Polycystic ovary syndrome (PCOS) is one of the most common metabolic and reproductive endocrinopathies. However, few studies have tried to develop a diagnostic model based on gene biomarkers. In this study, we applied a computational method by combining two machine learning algorithms, including random forest (RF) and artificial neural network (ANN), to identify gene biomarkers and construct diagnostic model. We collected gene expression data from Gene Expression Omnibus (GEO) database containing 76 PCOS samples and 57 normal samples; five datasets were utilized, including one dataset for screening differentially expressed genes (DEGs), two training datasets, and two validation datasets. Firstly, based on RF, 12 key genes in 264 DEGs were identified to be vital for classification of PCOS and normal samples. Moreover, the weights of these key genes were calculated using ANN with microarray and RNA-seq training dataset, respectively. Furthermore, the diagnostic models for two types of datasets were developed and named neuralPCOS. Finally, two validation datasets were used to test and compare the performance of neuralPCOS with other two set of marker genes by area under curve (AUC). Our model achieved an AUC of 0.7273 in microarray dataset, and 0.6488 in RNA-seq dataset. To conclude, we uncovered gene biomarkers and developed a novel diagnostic model of PCOS, which would be helpful for diagnosis.

1. Introduction

Polycystic ovary syndrome (PCOS), as a heterogeneous endocrine disorder, is closely associated with menstrual dysfunction, infertility, hirsutism, acne, obesity, and metabolic syndrome [1]. The three major diagnostic criteria of PCOS widely followed are criteria raised by National Institutes of Health (NIH) [2], 2003 Rotterdam Consensus raised by European Society of Human Reproduction and Embryology (ESHRE) and American Society for Reproductive Medicine (ASRM) [3, 4], and criteria raised by Androgen Excess Society (AES) [5]. However, these criteria have created some controversy in the field [6]. The multifactorial etiology of PCOS is underpinned by a complex genetic architecture [7]. Ethnicity is eminently related to PCOS phenotype because of the different genetic and environmental propensity to metabolic disorders [810].

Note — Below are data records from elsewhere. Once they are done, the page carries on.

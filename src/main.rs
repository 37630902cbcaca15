// Hide console window on Windows release builds
#![cfg_attr(all(windows, not(debug_assertions)), windows_subsystem = "windows")]

use anyhow::Result;
use geolens::app::App;
use geolens::cli;
use std::sync::Arc;
use tokio::runtime::Runtime;

fn main() -> Result<()> {
    // Process CLI arguments first (before logging init for cleaner output)
    let runtime_options = match cli::process_cli() {
        cli::CliResult::Exit(code) => {
            if code == 0 {
                return Ok(());
            }
            // Non-zero exit: use process::exit so the shell sees the correct
            // exit code. No app state exists yet, so no destructors are skipped.
            std::process::exit(code);
        }
        cli::CliResult::Continue(options) => options,
    };

    // Route log::info!() etc. to the debug log file; mirrored to stderr
    // when RUST_LOG is set.
    geolens::debug::init_log_bridge(runtime_options.log_level);

    log::info!("Starting geolens v{}", geolens::VERSION);

    // Async runtime for window/GPU bring-up
    let runtime = Arc::new(Runtime::new()?);

    let app = App::new(Arc::clone(&runtime), runtime_options)?;
    let result = app.run();

    log::info!("Event loop exited");

    match result {
        Ok(_) => Ok(()),
        Err(ref e) => {
            eprintln!("geolens: error: {e:#}");
            // On Linux, provide a hint when the error looks like a missing display server
            #[cfg(target_os = "linux")]
            {
                let msg = format!("{e:?}").to_lowercase();
                if msg.contains("display")
                    || msg.contains("wayland")
                    || msg.contains("xcb")
                    || msg.contains("x server")
                    || msg.contains("compositor")
                {
                    eprintln!(
                        "geolens: hint: no display server found — ensure DISPLAY (X11) or \
                         WAYLAND_DISPLAY (Wayland) is set and a compositor is running"
                    );
                }
            }
            result
        }
    }
}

Although the identified genetic risk markers can be used as predictive and diagnostic tools for PCOS, they may not possess the strong power due to the complicated genetic architecture [6]. Combination of various markers in diagnostic panels may significantly improve the success [11]. Many studies have successfully used genetic risk scores to explain increasing amounts of variance in diseases [12].

In recent years, the wide application of microarray technology and more advanced, accurate RNA-sequencing technology made the study of disease mechanism more convenient. In view of the differences between the two platforms, it is necessary to analyze the data of the two platforms separately.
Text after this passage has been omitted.